▸ **Directions**
Take the lines from the beginning of the data below through the line holding "use crate::vertices::vertex_count;" and return exactly those.

START Dataset entries

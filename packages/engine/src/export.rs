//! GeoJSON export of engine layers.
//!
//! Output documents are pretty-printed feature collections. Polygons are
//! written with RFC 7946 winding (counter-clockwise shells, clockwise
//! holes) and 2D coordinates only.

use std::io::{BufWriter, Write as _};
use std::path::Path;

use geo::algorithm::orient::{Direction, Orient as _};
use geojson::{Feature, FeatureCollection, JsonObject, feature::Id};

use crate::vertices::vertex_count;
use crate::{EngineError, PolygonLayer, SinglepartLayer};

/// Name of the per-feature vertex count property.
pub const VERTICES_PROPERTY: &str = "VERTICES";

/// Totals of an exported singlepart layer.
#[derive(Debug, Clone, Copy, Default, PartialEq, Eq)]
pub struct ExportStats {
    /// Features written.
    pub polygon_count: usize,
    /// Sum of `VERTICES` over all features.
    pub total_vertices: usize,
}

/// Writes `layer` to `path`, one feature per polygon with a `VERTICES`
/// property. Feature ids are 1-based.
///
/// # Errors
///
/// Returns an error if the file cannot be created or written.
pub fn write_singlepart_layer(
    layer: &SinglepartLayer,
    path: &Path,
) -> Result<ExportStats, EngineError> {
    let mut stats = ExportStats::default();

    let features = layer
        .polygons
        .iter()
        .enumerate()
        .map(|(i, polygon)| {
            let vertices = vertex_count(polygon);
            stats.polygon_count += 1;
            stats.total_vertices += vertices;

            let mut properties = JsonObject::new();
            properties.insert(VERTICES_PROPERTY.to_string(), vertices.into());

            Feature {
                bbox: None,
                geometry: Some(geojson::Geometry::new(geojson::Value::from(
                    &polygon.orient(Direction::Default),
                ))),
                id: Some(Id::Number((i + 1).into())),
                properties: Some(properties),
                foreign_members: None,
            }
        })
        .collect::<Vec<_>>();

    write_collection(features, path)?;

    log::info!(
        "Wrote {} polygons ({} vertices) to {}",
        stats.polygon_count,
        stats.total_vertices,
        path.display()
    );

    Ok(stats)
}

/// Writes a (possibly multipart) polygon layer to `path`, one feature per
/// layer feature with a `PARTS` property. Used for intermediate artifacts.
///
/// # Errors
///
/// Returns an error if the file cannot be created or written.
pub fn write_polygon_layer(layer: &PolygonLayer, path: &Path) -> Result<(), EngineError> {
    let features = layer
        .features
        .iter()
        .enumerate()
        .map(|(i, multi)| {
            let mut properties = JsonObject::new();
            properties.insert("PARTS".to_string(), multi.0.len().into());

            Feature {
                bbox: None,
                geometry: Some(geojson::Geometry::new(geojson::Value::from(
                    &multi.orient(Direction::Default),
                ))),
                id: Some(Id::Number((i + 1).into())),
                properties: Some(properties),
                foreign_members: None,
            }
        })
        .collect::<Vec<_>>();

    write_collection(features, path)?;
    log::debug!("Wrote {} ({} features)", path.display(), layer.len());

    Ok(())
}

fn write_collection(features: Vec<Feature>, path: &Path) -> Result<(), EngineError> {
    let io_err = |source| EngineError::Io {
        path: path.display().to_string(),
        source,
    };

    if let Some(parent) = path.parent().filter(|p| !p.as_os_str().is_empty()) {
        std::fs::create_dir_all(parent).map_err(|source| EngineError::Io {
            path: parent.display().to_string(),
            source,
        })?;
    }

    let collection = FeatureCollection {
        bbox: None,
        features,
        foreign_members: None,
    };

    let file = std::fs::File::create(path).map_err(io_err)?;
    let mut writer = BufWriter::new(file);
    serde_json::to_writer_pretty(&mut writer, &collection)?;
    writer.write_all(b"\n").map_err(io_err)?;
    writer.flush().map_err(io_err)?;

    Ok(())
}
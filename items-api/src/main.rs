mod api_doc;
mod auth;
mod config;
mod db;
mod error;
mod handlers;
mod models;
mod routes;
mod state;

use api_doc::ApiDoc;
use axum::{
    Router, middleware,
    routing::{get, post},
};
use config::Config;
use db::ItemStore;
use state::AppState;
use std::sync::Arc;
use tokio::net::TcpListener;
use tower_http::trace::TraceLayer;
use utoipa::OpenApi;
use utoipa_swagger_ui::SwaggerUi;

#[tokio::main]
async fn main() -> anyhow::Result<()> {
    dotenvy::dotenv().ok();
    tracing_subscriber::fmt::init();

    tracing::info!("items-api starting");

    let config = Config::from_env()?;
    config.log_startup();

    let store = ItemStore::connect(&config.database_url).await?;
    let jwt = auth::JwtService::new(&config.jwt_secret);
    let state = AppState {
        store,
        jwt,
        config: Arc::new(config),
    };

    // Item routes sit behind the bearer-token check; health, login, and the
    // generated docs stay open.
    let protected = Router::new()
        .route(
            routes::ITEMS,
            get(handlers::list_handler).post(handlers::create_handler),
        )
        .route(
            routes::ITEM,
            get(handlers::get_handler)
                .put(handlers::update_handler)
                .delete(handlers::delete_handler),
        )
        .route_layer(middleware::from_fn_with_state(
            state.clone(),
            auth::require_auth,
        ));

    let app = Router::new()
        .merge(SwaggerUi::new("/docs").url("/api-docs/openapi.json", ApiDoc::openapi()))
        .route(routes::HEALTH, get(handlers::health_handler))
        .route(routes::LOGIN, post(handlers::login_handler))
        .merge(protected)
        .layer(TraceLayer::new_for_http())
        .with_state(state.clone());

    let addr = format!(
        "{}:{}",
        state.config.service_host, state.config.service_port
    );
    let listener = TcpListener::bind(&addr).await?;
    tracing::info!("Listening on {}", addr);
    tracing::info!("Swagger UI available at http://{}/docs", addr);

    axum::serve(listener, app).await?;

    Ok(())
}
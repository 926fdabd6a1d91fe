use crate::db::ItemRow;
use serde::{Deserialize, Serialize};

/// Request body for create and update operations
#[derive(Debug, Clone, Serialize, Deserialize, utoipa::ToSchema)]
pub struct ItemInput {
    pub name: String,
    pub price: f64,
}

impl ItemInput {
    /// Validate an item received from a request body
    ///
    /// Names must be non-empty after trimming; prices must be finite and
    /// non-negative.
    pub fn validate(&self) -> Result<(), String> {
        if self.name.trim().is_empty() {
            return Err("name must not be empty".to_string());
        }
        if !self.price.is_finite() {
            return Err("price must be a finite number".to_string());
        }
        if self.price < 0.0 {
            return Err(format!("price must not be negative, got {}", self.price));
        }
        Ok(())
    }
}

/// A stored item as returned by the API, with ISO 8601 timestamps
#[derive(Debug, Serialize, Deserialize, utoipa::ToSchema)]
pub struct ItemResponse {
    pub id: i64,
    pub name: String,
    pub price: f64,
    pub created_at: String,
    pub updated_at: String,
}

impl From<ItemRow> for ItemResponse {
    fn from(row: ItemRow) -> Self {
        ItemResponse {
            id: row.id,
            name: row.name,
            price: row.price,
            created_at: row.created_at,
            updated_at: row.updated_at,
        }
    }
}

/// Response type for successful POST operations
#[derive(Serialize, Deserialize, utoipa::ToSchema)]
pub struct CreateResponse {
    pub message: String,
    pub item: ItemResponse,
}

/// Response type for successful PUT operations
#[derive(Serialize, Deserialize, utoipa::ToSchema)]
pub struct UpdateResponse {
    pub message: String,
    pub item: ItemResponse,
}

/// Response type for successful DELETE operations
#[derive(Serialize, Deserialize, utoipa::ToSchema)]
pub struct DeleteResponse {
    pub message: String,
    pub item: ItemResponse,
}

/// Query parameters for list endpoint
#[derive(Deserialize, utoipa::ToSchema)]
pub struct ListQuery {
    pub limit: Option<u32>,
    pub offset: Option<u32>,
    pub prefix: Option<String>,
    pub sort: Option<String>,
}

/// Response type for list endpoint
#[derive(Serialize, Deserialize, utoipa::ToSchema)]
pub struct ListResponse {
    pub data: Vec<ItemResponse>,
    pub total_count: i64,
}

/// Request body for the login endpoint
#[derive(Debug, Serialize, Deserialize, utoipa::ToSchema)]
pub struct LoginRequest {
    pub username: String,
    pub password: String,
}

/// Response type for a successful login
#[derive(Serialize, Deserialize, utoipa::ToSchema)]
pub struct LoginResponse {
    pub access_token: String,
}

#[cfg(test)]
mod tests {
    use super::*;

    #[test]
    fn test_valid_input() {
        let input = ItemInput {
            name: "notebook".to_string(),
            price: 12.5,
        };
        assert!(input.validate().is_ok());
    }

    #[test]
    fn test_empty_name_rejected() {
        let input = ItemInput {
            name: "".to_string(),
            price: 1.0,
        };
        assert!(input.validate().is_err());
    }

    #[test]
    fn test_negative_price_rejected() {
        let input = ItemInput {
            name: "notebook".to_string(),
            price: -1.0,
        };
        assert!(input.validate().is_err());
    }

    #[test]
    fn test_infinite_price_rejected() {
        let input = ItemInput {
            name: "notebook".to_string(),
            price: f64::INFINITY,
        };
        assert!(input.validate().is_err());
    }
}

END Dataset entries

▸ **Response for this exercise**
filename packages/engine/src/export.rs
//! GeoJSON export of engine layers.
//!
//! Output documents are pretty-printed feature collections. Polygons are
//! written with RFC 7946 winding (counter-clockwise shells, clockwise
//! holes) and 2D coordinates only.

use std::io::{BufWriter, Write as _};
use std::path::Path;

use geo::algorithm::orient::{Direction, Orient as _};
use geojson::{Feature, FeatureCollection, JsonObject, feature::Id};

use crate::vertices::vertex_count;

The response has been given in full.